WORK TASK – Find every line below with the string "Hash" and pick it out.
BEGIN RECORDS FOR THE TASK
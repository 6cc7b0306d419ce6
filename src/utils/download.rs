use crate::error::SparkError;
use indicatif::ProgressBar;
use reqwest::blocking::{Client, Response};
use std::io::Write;
use std::time::Duration;
use tracing::debug;

/// Minimal HTTP surface used by the catalog and the install pipeline.
pub trait HttpFetch {
    fn fetch_text(&self, url: &str) -> Result<String, SparkError>;

    /// Streams `url` into `dest`, returning the number of bytes written.
    fn download_to(&self, url: &str, dest: &mut dyn Write, progress: &ProgressBar) -> Result<u64, SparkError>;
}

pub struct HttpClient {
    client: Client,
}

impl HttpClient {
    pub fn new(timeout: Option<Duration>, proxy: Option<&str>) -> Result<Self, SparkError> {
        let mut builder = Client::builder()
            .user_agent(concat!("spark/", env!("CARGO_PKG_VERSION")))
            .timeout(timeout);
        if let Some(proxy) = proxy.filter(|proxy| !proxy.trim().is_empty()) {
            let proxy = reqwest::Proxy::all(proxy)
                .map_err(|err| SparkError::Config(format!("invalid proxy [{proxy}]: {err}")))?;
            builder = builder.proxy(proxy);
        }
        let client = builder
            .build()
            .map_err(|err| SparkError::Config(format!("cannot build http client: {err}")))?;
        Ok(Self { client })
    }

    fn get(&self, url: &str) -> Result<Response, String> {
        debug!("GET {url}");
        let resp = self.client.get(url).send().map_err(|err| err.to_string())?;
        let status = resp.status();
        if !status.is_success() {
            return Err(format!("unexpected status {status}"));
        }
        Ok(resp)
    }
}

impl HttpFetch for HttpClient {
    fn fetch_text(&self, url: &str) -> Result<String, SparkError> {
        self.get(url)
            .and_then(|resp| resp.text().map_err(|err| err.to_string()))
            .map_err(|reason| SparkError::CatalogUnavailable(format!("{url}: {reason}")))
    }

    fn download_to(&self, url: &str, dest: &mut dyn Write, progress: &ProgressBar) -> Result<u64, SparkError> {
        let failed = |reason: String| SparkError::DownloadFailed {
            url: url.to_string(),
            reason,
        };
        let mut resp = self.get(url).map_err(failed)?;
        progress.set_length(resp.content_length().unwrap_or(0));

        let written = std::io::copy(&mut resp, &mut progress.wrap_write(dest))
            .map_err(|err| failed(err.to_string()))?;
        progress.finish_and_clear();
        Ok(written)
    }
}

#[cfg(test)]
pub(crate) mod fakes {
    use super::*;
    use std::cell::RefCell;
    use std::collections::BTreeMap;

    /// Serves canned bodies by URL; unknown URLs answer like a 404.
    #[derive(Default)]
    pub(crate) struct FakeHttp {
        pub(crate) bodies: BTreeMap<String, Vec<u8>>,
        pub(crate) requests: RefCell<Vec<String>>,
    }

    impl FakeHttp {
        pub(crate) fn serve(mut self, url: &str, body: impl Into<Vec<u8>>) -> Self {
            self.bodies.insert(url.to_string(), body.into());
            self
        }

        fn lookup(&self, url: &str) -> Result<&Vec<u8>, String> {
            self.requests.borrow_mut().push(url.to_string());
            self.bodies
                .get(url)
                .ok_or_else(|| "unexpected status 404 Not Found".to_string())
        }
    }

    impl HttpFetch for FakeHttp {
        fn fetch_text(&self, url: &str) -> Result<String, SparkError> {
            self.lookup(url)
                .map(|body| String::from_utf8_lossy(body).into_owned())
                .map_err(SparkError::CatalogUnavailable)
        }

        fn download_to(&self, url: &str, dest: &mut dyn Write, progress: &ProgressBar) -> Result<u64, SparkError> {
            let body = self.lookup(url).map_err(|reason| SparkError::DownloadFailed {
                url: url.to_string(),
                reason,
            })?;
            progress.wrap_write(dest).write_all(body)?;
            Ok(body.len() as u64)
        }
    }
}
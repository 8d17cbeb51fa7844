//! Contrastive alignment criterion.
//!
//! The trait is the seam to the (conceptually external) pairwise loss
//! primitive. `InfoNceLoss` is the provided implementation: a
//! bidirectional InfoNCE over in-batch negatives with optional extra
//! negatives, plus per-anchor hardest-negative discovery for the
//! replay cache.

use candle_core::Tensor;

use crate::error::{map_candle, AlignError, AlignResult};
use crate::loss::scalar_zero;
use crate::types::TrainBatch;

/// Joint loss output when hard negatives are being tracked.
#[derive(Debug)]
pub struct JointLossOutput {
    /// The contrastive loss scalar.
    pub loss: Tensor,
    /// Per left-anchor hardest negative entity id (−1 = none found).
    pub hard_left: Vec<i64>,
    /// Per right-anchor hardest negative entity id (−1 = none found).
    pub hard_right: Vec<i64>,
}

/// Pairwise contrastive alignment loss over a batch of positive
/// cross-graph pairs.
pub trait ContrastiveCriterion {
    /// Loss against in-batch negatives only.
    fn loss(&self, embeddings: &Tensor, batch: &TrainBatch) -> AlignResult<Tensor>;

    /// Loss with additional negative entities mixed in (`neg_for_left`
    /// contrasts the left anchors, `neg_for_right` the right anchors),
    /// also reporting the hardest in-batch negative discovered for
    /// every anchor.
    fn loss_tracking_negatives(
        &self,
        embeddings: &Tensor,
        batch: &TrainBatch,
        neg_for_left: &[u32],
        neg_for_right: &[u32],
    ) -> AlignResult<JointLossOutput>;
}

/// Bidirectional InfoNCE: `ab_weight * CE(left→right) +
/// (1 - ab_weight) * CE(right→left)` with similarity logits scaled by
/// `1/tau` and diagonal labels.
#[derive(Debug, Clone)]
pub struct InfoNceLoss {
    tau: f64,
    ab_weight: f64,
    neg_cross_kg: bool,
}

impl InfoNceLoss {
    pub fn new(tau: f64, ab_weight: f64) -> AlignResult<Self> {
        if !(tau > 0.0) {
            return Err(AlignError::ConfigError {
                message: format!("contrastive tau must be positive, got {tau}"),
            });
        }
        if !(0.0..=1.0).contains(&ab_weight) {
            return Err(AlignError::ConfigError {
                message: format!("ab_weight must be in [0, 1], got {ab_weight}"),
            });
        }
        Ok(Self {
            tau,
            ab_weight,
            neg_cross_kg: false,
        })
    }

    /// Restrict hard-negative candidates to the opposite graph.
    pub fn with_cross_kg_negatives(mut self, neg_cross_kg: bool) -> Self {
        self.neg_cross_kg = neg_cross_kg;
        self
    }

    fn gather(&self, embeddings: &Tensor, ids: &[u32]) -> AlignResult<Tensor> {
        let idx = Tensor::from_slice(ids, (ids.len(),), embeddings.device())
            .map_err(map_candle)?;
        embeddings.index_select(&idx, 0).map_err(map_candle)
    }

    /// One direction of the loss: anchors against their positives plus
    /// optional extra negative rows.
    fn directional_ce(
        &self,
        anchors: &Tensor,
        positives: &Tensor,
        embeddings: &Tensor,
        extra_negatives: &[u32],
    ) -> AlignResult<Tensor> {
        let n = anchors.dim(0).map_err(map_candle)?;
        let mut logits = anchors
            .matmul(&positives.t().map_err(map_candle)?)
            .map_err(map_candle)?
            .affine(1.0 / self.tau, 0.0)
            .map_err(map_candle)?;

        if !extra_negatives.is_empty() {
            let neg = self.gather(embeddings, extra_negatives)?;
            let extra = anchors
                .matmul(&neg.t().map_err(map_candle)?)
                .map_err(map_candle)?
                .affine(1.0 / self.tau, 0.0)
                .map_err(map_candle)?;
            logits = Tensor::cat(&[&logits, &extra], 1).map_err(map_candle)?;
        }

        let labels = Tensor::arange(0u32, n as u32, anchors.device()).map_err(map_candle)?;
        candle_nn::loss::cross_entropy(&logits, &labels).map_err(map_candle)
    }

    fn bidirectional(
        &self,
        embeddings: &Tensor,
        batch: &TrainBatch,
        neg_for_left: &[u32],
        neg_for_right: &[u32],
    ) -> AlignResult<(Tensor, Tensor, Tensor)> {
        let left = self.gather(embeddings, &batch.left_ids())?;
        let right = self.gather(embeddings, &batch.right_ids())?;

        let ce_lr = self.directional_ce(&left, &right, embeddings, neg_for_left)?;
        let ce_rl = self.directional_ce(&right, &left, embeddings, neg_for_right)?;
        let loss = ce_lr
            .affine(self.ab_weight, 0.0)
            .map_err(map_candle)?
            .add(&ce_rl.affine(1.0 - self.ab_weight, 0.0).map_err(map_candle)?)
            .map_err(map_candle)?;
        Ok((loss, left, right))
    }

    /// Hardest in-batch negative per anchor, read off the detached
    /// similarity matrices on the CPU. For each anchor the candidate
    /// pool is the opposite side of the batch (minus its own positive
    /// partner), widened to the same side when `neg_cross_kg` is off.
    fn hard_negatives(
        &self,
        left: &Tensor,
        right: &Tensor,
        batch: &TrainBatch,
    ) -> AlignResult<(Vec<i64>, Vec<i64>)> {
        let n = batch.len();
        let left_ids = batch.left_ids();
        let right_ids = batch.right_ids();

        let sim_lr = left
            .matmul(&right.t().map_err(map_candle)?)
            .map_err(map_candle)?
            .detach()
            .to_vec2::<f32>()
            .map_err(map_candle)?;
        let (sim_ll, sim_rr) = if self.neg_cross_kg {
            (None, None)
        } else {
            let ll = left
                .matmul(&left.t().map_err(map_candle)?)
                .map_err(map_candle)?
                .detach()
                .to_vec2::<f32>()
                .map_err(map_candle)?;
            let rr = right
                .matmul(&right.t().map_err(map_candle)?)
                .map_err(map_candle)?
                .detach()
                .to_vec2::<f32>()
                .map_err(map_candle)?;
            (Some(ll), Some(rr))
        };

        let mut hard_left = Vec::with_capacity(n);
        let mut hard_right = Vec::with_capacity(n);
        for i in 0..n {
            let mut best_l: Option<(f32, u32)> = None;
            let mut best_r: Option<(f32, u32)> = None;
            for j in 0..n {
                if j == i {
                    continue;
                }
                consider(&mut best_l, sim_lr[i][j], right_ids[j]);
                consider(&mut best_r, sim_lr[j][i], left_ids[j]);
                if let Some(ll) = &sim_ll {
                    consider(&mut best_l, ll[i][j], left_ids[j]);
                }
                if let Some(rr) = &sim_rr {
                    consider(&mut best_r, rr[i][j], right_ids[j]);
                }
            }
            hard_left.push(best_l.map_or(-1, |(_, id)| i64::from(id)));
            hard_right.push(best_r.map_or(-1, |(_, id)| i64::from(id)));
        }
        Ok((hard_left, hard_right))
    }
}

fn consider(best: &mut Option<(f32, u32)>, score: f32, id: u32) {
    match best {
        Some((s, _)) if *s >= score => {}
        _ => *best = Some((score, id)),
    }
}

impl ContrastiveCriterion for InfoNceLoss {
    fn loss(&self, embeddings: &Tensor, batch: &TrainBatch) -> AlignResult<Tensor> {
        if batch.is_empty() {
            return scalar_zero(embeddings.device());
        }
        let (loss, _, _) = self.bidirectional(embeddings, batch, &[], &[])?;
        Ok(loss)
    }

    fn loss_tracking_negatives(
        &self,
        embeddings: &Tensor,
        batch: &TrainBatch,
        neg_for_left: &[u32],
        neg_for_right: &[u32],
    ) -> AlignResult<JointLossOutput> {
        if batch.is_empty() {
            return Ok(JointLossOutput {
                loss: scalar_zero(embeddings.device())?,
                hard_left: Vec::new(),
                hard_right: Vec::new(),
            });
        }
        let (loss, left, right) =
            self.bidirectional(embeddings, batch, neg_for_left, neg_for_right)?;
        let (hard_left, hard_right) = self.hard_negatives(&left, &right, batch)?;
        Ok(JointLossOutput {
            loss,
            hard_left,
            hard_right,
        })
    }
}

#[cfg(test)]
mod tests {
    use super::*;
    use candle_core::Device;

    fn embeddings(rows: &[[f32; 2]], device: &Device) -> Tensor {
        let flat: Vec<f32> = rows.iter().flatten().copied().collect();
        Tensor::from_slice(&flat, (rows.len(), 2), device).unwrap()
    }

    #[test]
    fn loss_is_positive_and_finite() {
        let device = Device::Cpu;
        let emb = embeddings(
            &[[1.0, 0.0], [0.0, 1.0], [0.9, 0.1], [0.1, 0.9]],
            &device,
        );
        let batch = TrainBatch::from(vec![(0, 2), (1, 3)]);
        let criterion = InfoNceLoss::new(0.1, 0.5).unwrap();

        let loss = criterion.loss(&emb, &batch).unwrap();
        let value = loss.to_scalar::<f32>().unwrap();
        assert!(value.is_finite());
        assert!(value > 0.0);
    }

    #[test]
    fn empty_batch_is_zero() {
        let device = Device::Cpu;
        let emb = embeddings(&[[1.0, 0.0]], &device);
        let criterion = InfoNceLoss::new(0.1, 0.5).unwrap();
        let loss = criterion.loss(&emb, &TrainBatch::default()).unwrap();
        assert_eq!(loss.to_scalar::<f32>().unwrap(), 0.0);
    }

    #[test]
    fn cross_kg_hard_negatives_come_from_opposite_graph() {
        let device = Device::Cpu;
        // Entities 0,1 on the left; 2,3 on the right. For left anchor
        // 0 the only cross-graph candidate besides its positive is 3.
        let emb = embeddings(
            &[[1.0, 0.0], [0.0, 1.0], [0.9, 0.1], [0.1, 0.9]],
            &device,
        );
        let batch = TrainBatch::from(vec![(0, 2), (1, 3)]);
        let criterion = InfoNceLoss::new(0.1, 0.5)
            .unwrap()
            .with_cross_kg_negatives(true);

        let out = criterion
            .loss_tracking_negatives(&emb, &batch, &[], &[])
            .unwrap();
        assert_eq!(out.hard_left, vec![3, 2]);
        assert_eq!(out.hard_right, vec![1, 0]);
    }

    #[test]
    fn same_graph_candidates_widen_the_pool() {
        let device = Device::Cpu;
        // Left anchor 0 is nearly identical to left entity 1, which
        // beats every cross-graph candidate once the pool is widened.
        let emb = embeddings(
            &[[1.0, 0.0], [0.99, 0.01], [0.2, 0.8], [0.1, 0.9]],
            &device,
        );
        let batch = TrainBatch::from(vec![(0, 2), (1, 3)]);
        let criterion = InfoNceLoss::new(0.1, 0.5).unwrap();

        let out = criterion
            .loss_tracking_negatives(&emb, &batch, &[], &[])
            .unwrap();
        assert_eq!(out.hard_left[0], 1);
    }

    #[test]
    fn singleton_batch_has_no_negatives() {
        let device = Device::Cpu;
        let emb = embeddings(&[[1.0, 0.0], [0.9, 0.1]], &device);
        let batch = TrainBatch::from(vec![(0, 1)]);
        let criterion = InfoNceLoss::new(0.1, 0.5).unwrap();

        let out = criterion
            .loss_tracking_negatives(&emb, &batch, &[], &[])
            .unwrap();
        assert_eq!(out.hard_left, vec![-1]);
        assert_eq!(out.hard_right, vec![-1]);
    }

    #[test]
    fn extra_negatives_increase_the_loss() {
        let device = Device::Cpu;
        let emb = embeddings(
            &[[1.0, 0.0], [0.0, 1.0], [0.9, 0.1], [0.1, 0.9], [0.95, 0.05]],
            &device,
        );
        let batch = TrainBatch::from(vec![(0, 2), (1, 3)]);
        let criterion = InfoNceLoss::new(0.1, 0.5).unwrap();

        let plain = criterion
            .loss_tracking_negatives(&emb, &batch, &[], &[])
            .unwrap()
            .loss
            .to_scalar::<f32>()
            .unwrap();
        // Entity 4 is close to left anchor 0, a hard extra negative.
        let with_extra = criterion
            .loss_tracking_negatives(&emb, &batch, &[4], &[])
            .unwrap()
            .loss
            .to_scalar::<f32>()
            .unwrap();
        assert!(with_extra > plain);
    }

    #[test]
    fn rejects_bad_parameters() {
        assert!(InfoNceLoss::new(0.0, 0.5).is_err());
        assert!(InfoNceLoss::new(0.1, 1.5).is_err());
    }
}
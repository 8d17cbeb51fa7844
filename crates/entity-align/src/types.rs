//! Core data types: modalities, alignment pairs, batches, loss terms
//! and the per-step diagnostics record.

use std::collections::BTreeMap;
use std::fmt;

use candle_core::Tensor;
use serde::{Deserialize, Serialize};

use crate::error::{map_candle, AlignResult};

/// One information channel describing an entity.
///
/// The variant order is the canonical positional order used by the
/// multi-loss balancer's weight vector; do not reorder.
#[derive(Debug, Clone, Copy, PartialEq, Eq, PartialOrd, Ord, Hash, Serialize, Deserialize)]
#[serde(rename_all = "snake_case")]
pub enum Modality {
    /// Graph structure (neighborhood aggregation output).
    Structure,
    /// Relation features.
    Relation,
    /// Attribute features.
    Attribute,
    /// Visual features; may be missing per entity.
    Image,
    /// Surface-name features.
    Name,
    /// Character-sequence features.
    Char,
}

impl Modality {
    /// All modalities in canonical positional order.
    pub const ALL: [Modality; 6] = [
        Modality::Structure,
        Modality::Relation,
        Modality::Attribute,
        Modality::Image,
        Modality::Name,
        Modality::Char,
    ];

    /// Number of modality slots.
    pub const COUNT: usize = 6;

    /// Positional index into the balancer weight vector.
    pub fn index(self) -> usize {
        match self {
            Modality::Structure => 0,
            Modality::Relation => 1,
            Modality::Attribute => 2,
            Modality::Image => 3,
            Modality::Name => 4,
            Modality::Char => 5,
        }
    }

    /// Stable lowercase name used in diagnostics keys.
    pub fn name(self) -> &'static str {
        match self {
            Modality::Structure => "structure",
            Modality::Relation => "relation",
            Modality::Attribute => "attribute",
            Modality::Image => "image",
            Modality::Name => "name",
            Modality::Char => "char",
        }
    }
}

impl fmt::Display for Modality {
    fn fmt(&self, f: &mut fmt::Formatter<'_>) -> fmt::Result {
        f.write_str(self.name())
    }
}

/// An ordered pair asserting cross-graph equivalence between the
/// left-graph entity and the right-graph entity.
#[derive(Debug, Clone, Copy, PartialEq, Eq, Hash, Serialize, Deserialize)]
pub struct AlignmentPair {
    /// Entity id in the left knowledge graph.
    pub left: u32,
    /// Entity id in the right knowledge graph.
    pub right: u32,
}

impl AlignmentPair {
    pub fn new(left: u32, right: u32) -> Self {
        Self { left, right }
    }
}

/// An ordered sequence of positive alignment pairs for one training
/// step. Duplicates are allowed; order is irrelevant for the loss but
/// relevant for index alignment within the batch.
#[derive(Debug, Clone, Default)]
pub struct TrainBatch {
    pairs: Vec<AlignmentPair>,
}

impl TrainBatch {
    pub fn new(pairs: Vec<AlignmentPair>) -> Self {
        Self { pairs }
    }

    pub fn len(&self) -> usize {
        self.pairs.len()
    }

    pub fn is_empty(&self) -> bool {
        self.pairs.is_empty()
    }

    pub fn pairs(&self) -> &[AlignmentPair] {
        &self.pairs
    }

    /// Left-graph entity ids, in batch order.
    pub fn left_ids(&self) -> Vec<u32> {
        self.pairs.iter().map(|p| p.left).collect()
    }

    /// Right-graph entity ids, in batch order.
    pub fn right_ids(&self) -> Vec<u32> {
        self.pairs.iter().map(|p| p.right).collect()
    }

    /// All entity ids referenced by the batch: left side first, then
    /// right side (the anchor order used for replay-cache updates).
    pub fn all_ids(&self) -> Vec<u32> {
        let mut ids = self.left_ids();
        ids.extend(self.right_ids());
        ids
    }

    /// Largest entity id referenced by the batch, if any.
    pub fn max_id(&self) -> Option<u32> {
        self.pairs
            .iter()
            .map(|p| p.left.max(p.right))
            .max()
    }
}

impl From<Vec<(u32, u32)>> for TrainBatch {
    fn from(pairs: Vec<(u32, u32)>) -> Self {
        Self::new(
            pairs
                .into_iter()
                .map(|(l, r)| AlignmentPair::new(l, r))
                .collect(),
        )
    }
}

/// A loss contribution that is either a scalar tensor or explicitly
/// absent. Downstream code must handle both cases exhaustively; there
/// is no nullable field anywhere in the loss plumbing.
#[derive(Debug, Clone)]
pub enum LossTerm {
    /// The term was computed; holds a 0-dim scalar tensor.
    Present(Tensor),
    /// The term does not apply (modality unavailable, gate disabled).
    Absent,
}

impl LossTerm {
    pub fn is_present(&self) -> bool {
        matches!(self, LossTerm::Present(_))
    }

    pub fn tensor(&self) -> Option<&Tensor> {
        match self {
            LossTerm::Present(t) => Some(t),
            LossTerm::Absent => None,
        }
    }

    /// Scalar value for diagnostics; `None` encodes absence.
    pub fn scalar(&self) -> AlignResult<Option<f32>> {
        match self {
            LossTerm::Present(t) => Ok(Some(t.to_scalar::<f32>().map_err(map_candle)?)),
            LossTerm::Absent => Ok(None),
        }
    }
}

/// Per-modality contrastive losses for one embedding view, in the
/// fixed canonical slot order.
#[derive(Debug, Clone)]
pub struct ModalityLossSet {
    terms: [LossTerm; Modality::COUNT],
}

impl ModalityLossSet {
    /// All slots absent.
    pub fn new() -> Self {
        Self {
            terms: std::array::from_fn(|_| LossTerm::Absent),
        }
    }

    pub fn set(&mut self, modality: Modality, loss: Tensor) {
        self.terms[modality.index()] = LossTerm::Present(loss);
    }

    pub fn get(&self, modality: Modality) -> &LossTerm {
        &self.terms[modality.index()]
    }

    /// Iterate the modalities whose loss was computed.
    pub fn active(&self) -> impl Iterator<Item = (Modality, &Tensor)> {
        Modality::ALL.iter().filter_map(move |&m| {
            self.terms[m.index()].tensor().map(|t| (m, t))
        })
    }

    pub fn active_count(&self) -> usize {
        self.active().count()
    }

    /// The six balancer inputs in slot order, with absent slots
    /// replaced by the supplied zero constant.
    pub fn balancer_inputs(&self, zero: &Tensor) -> Vec<Tensor> {
        Modality::ALL
            .iter()
            .map(|&m| match self.terms[m.index()] {
                LossTerm::Present(ref t) => t.clone(),
                LossTerm::Absent => zero.clone(),
            })
            .collect()
    }

    /// Scalar snapshot for diagnostics; `None` encodes absence.
    pub fn scalars(&self) -> AlignResult<BTreeMap<String, Option<f32>>> {
        let mut out = BTreeMap::new();
        for &m in Modality::ALL.iter() {
            out.insert(m.name().to_string(), self.terms[m.index()].scalar()?);
        }
        Ok(out)
    }
}

impl Default for ModalityLossSet {
    fn default() -> Self {
        Self::new()
    }
}

/// Snapshot of the replay cache state, exposed in diagnostics.
#[derive(Debug, Clone, Copy, PartialEq, Eq, Serialize, Deserialize)]
pub struct ReplayState {
    /// Number of cache entries still at the unknown sentinel.
    pub pending_count: usize,
    /// Whether the cache sources negatives for the joint loss.
    /// Monotonic: once true, never reverts.
    pub ready: bool,
}

/// Per-step diagnostics record. Every component value is present,
/// with `None` encoding "absent" (as opposed to an explicit zero), so
/// a logging collaborator can render partial results even when some
/// gates are disabled.
#[derive(Debug, Clone, Serialize)]
pub struct StepDiagnostics {
    /// Joint contrastive loss over the concatenated embedding.
    pub joint: f32,
    /// Balanced multi-modality loss for the raw per-modality view.
    pub modal_balanced: f32,
    /// Balanced multi-modality loss for the aggregated hidden view.
    pub hidden_balanced: f32,
    /// Per-modality raw-view losses (`None` = modality absent).
    pub modal_losses: BTreeMap<String, Option<f32>>,
    /// Per-modality hidden-view losses (`None` = modality absent).
    pub hidden_losses: BTreeMap<String, Option<f32>>,
    /// Domain alignment gate (`None` = gate absent).
    pub domain_align: Option<f32>,
    /// Missing-aware image gate (`None` = gate absent; `Some(0.0)`
    /// when active but vacuously satisfied).
    pub missing_align: Option<f32>,
    /// Combined source-selection contribution across both views.
    pub source_select: f32,
    /// Softmax weights per active modality, raw view.
    pub modal_source_weights: BTreeMap<String, f32>,
    /// Softmax weights per active modality, hidden view.
    pub hidden_source_weights: BTreeMap<String, f32>,
    /// Current balancer log-variance weights, slot order.
    pub balancer_weights: Vec<f32>,
    /// Replay cache state, if replay is enabled.
    pub replay: Option<ReplayState>,
    /// Total loss returned to the training loop.
    pub total: f32,
}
END RECORDS FOR THE TASK
RESULT OF THIS EXERCISE –
#[derive(Debug, Clone, Copy, PartialEq, Eq, PartialOrd, Ord, Hash, Serialize, Deserialize)]
#[derive(Debug, Clone, Copy, PartialEq, Eq, Hash, Serialize, Deserialize)]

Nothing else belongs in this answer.